Something the old man had said echoed in the darkest, most primal corner of his brain. *She steals the voice of the person you love the most.*

Leo pressed his ear against the cold, wet wood of the door. "Sarah?" he whispered.

"Open the door, Leo," she sobbed. "I'm freezing."

"Sarah," Leo said, his heart hammering against his ribs like a trapped bird. "What... what did you call me when we were kids? What was the nickname?"

The crying stopped.

Instantly.

There was no sniffle, no ragged breathing. The sudden silence on the other side of the door was so thick it felt heavy.

Then, a low, wet scratching sound began at the bottom of the door. It sounded like dirty, broken fingernails dragging against the wood. It was moving up. Up, up, up, until whatever was out there was standing at eye level with the peephole.

When the voice spoke again, it was no longer Sarah's.

It was a layered, guttural hiss, vibrating with centuries of malice. It sounded like wet dirt and crushed bones.

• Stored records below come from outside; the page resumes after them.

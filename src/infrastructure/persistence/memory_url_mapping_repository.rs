//! In-memory implementation of the mapping store.

use async_trait::async_trait;
use dashmap::DashMap;
use dashmap::mapref::entry::Entry;
use std::sync::atomic::{AtomicI64, Ordering};

use super::SHORT_CODE_CONSTRAINT;
use crate::domain::entities::{NewUrlMapping, StoreSummary, UrlMapping};
use crate::domain::repositories::UrlMappingRepository;
use crate::error::StoreError;

/// Process-local mapping store backed by [`DashMap`].
///
/// Inserts go through the map's entry API, so two writers racing on the same
/// short code cannot both succeed. Increments mutate the record under its
/// shard lock. The long URL index always points at the lowest `id` stored for
/// that URL, whichever insert reaches it first. Contents are lost when the
/// process exits.
#[derive(Default)]
pub struct MemoryUrlMappingRepository {
    by_code: DashMap<String, UrlMapping>,
    /// long URL → (`id`, short code) of the oldest mapping stored for it
    by_long_url: DashMap<String, (i64, String)>,
    last_id: AtomicI64,
}

impl MemoryUrlMappingRepository {
    pub fn new() -> Self {
        Self::default()
    }

    /// Number of stored mappings.
    pub fn len(&self) -> usize {
        self.by_code.len()
    }

    pub fn is_empty(&self) -> bool {
        self.by_code.is_empty()
    }
}

#[async_trait]
impl UrlMappingRepository for MemoryUrlMappingRepository {
    async fn find_by_long_url(&self, long_url: &str) -> Result<Option<UrlMapping>, StoreError> {
        let Some(short_code) = self.by_long_url.get(long_url).map(|e| e.value().1.clone()) else {
            return Ok(None);
        };

        Ok(self.by_code.get(&short_code).map(|m| m.value().clone()))
    }

    async fn find_by_short_code(
        &self,
        short_code: &str,
    ) -> Result<Option<UrlMapping>, StoreError> {
        Ok(self.by_code.get(short_code).map(|m| m.value().clone()))
    }

    async fn insert(&self, new_mapping: NewUrlMapping) -> Result<UrlMapping, StoreError> {
        let mapping = match self.by_code.entry(new_mapping.short_code.clone()) {
            Entry::Occupied(_) => {
                return Err(StoreError::DuplicateKey(SHORT_CODE_CONSTRAINT.to_string()));
            }
            Entry::Vacant(slot) => {
                let id = self.last_id.fetch_add(1, Ordering::Relaxed) + 1;
                let mapping = UrlMapping::new(
                    id,
                    new_mapping.short_code,
                    new_mapping.long_url,
                    new_mapping.owner,
                    new_mapping.created_at,
                    0,
                );
                slot.insert(mapping.clone());
                mapping
            }
        };

        self.by_long_url
            .entry(mapping.long_url.clone())
            .and_modify(|oldest| {
                if mapping.id < oldest.0 {
                    *oldest = (mapping.id, mapping.short_code.clone());
                }
            })
            .or_insert_with(|| (mapping.id, mapping.short_code.clone()));

        Ok(mapping)
    }

    async fn increment_visits(&self, short_code: &str) -> Result<(), StoreError> {
        match self.by_code.get_mut(short_code) {
            Some(mut mapping) => {
                mapping.total_visits += 1;
                Ok(())
            }
            None => Err(StoreError::NotFound),
        }
    }

    async fn list_by_owner(&self, owner: &str) -> Result<Vec<UrlMapping>, StoreError> {
        let mut mappings: Vec<UrlMapping> = self
            .by_code
            .iter()
            .filter(|m| m.owner == owner)
            .map(|m| m.value().clone())
            .collect();

        mappings.sort_by_key(|m| m.id);

        Ok(mappings)
    }

    async fn ping(&self) -> Result<(), StoreError> {
        Ok(())
    }

    async fn summary(&self) -> Result<StoreSummary, StoreError> {
        Ok(self
            .by_code
            .iter()
            .fold(StoreSummary::default(), |acc, m| StoreSummary {
                mappings: acc.mappings + 1,
                total_visits: acc.total_visits + m.total_visits,
            }))
    }
}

*"I... am... so... hungry."*

Leo stumbled backward, clapping his hands over his mouth to stifle a scream. He backed away into the hallway, his eyes locked on the door. *It's okay,* he told himself, trembling violently. *The chalk. I wrote the words. Nale Ba. She has to leave. She has to leave.*

But then, Leo heard a sound that made his soul drop into his stomach.

The roof directly above the porch was leaking. Through the window, in the dim moonlight, he could see a thick stream of rainwater pouring down from the broken gutter, splashing directly onto the center of the wooden door.

Directly onto the chalk.

Leo watched in paralyzed horror as a pool of white, milky water seeped under the crack of the door and spilled onto the floorboards inside. The rain had washed the words away.

Outside, the thing let out a low, terrifying giggle. A sound of pure, unadulterated joy.

It knew. The contract was broken.

*Click.*

The heavy iron deadbolt, the one Leo had locked with his own hands, slowly turned on its own.

*Clack.*

The iron chain unslid itself from the groove, dangling limply against the wood.

The door began to creak inward, opening onto the pitch-black, fog-choked night. And from the darkness, a pale, unnaturally long hand reached inside.

"I didn't want to come tomorrow," the voice whispered from the dark. "I wanted to come today."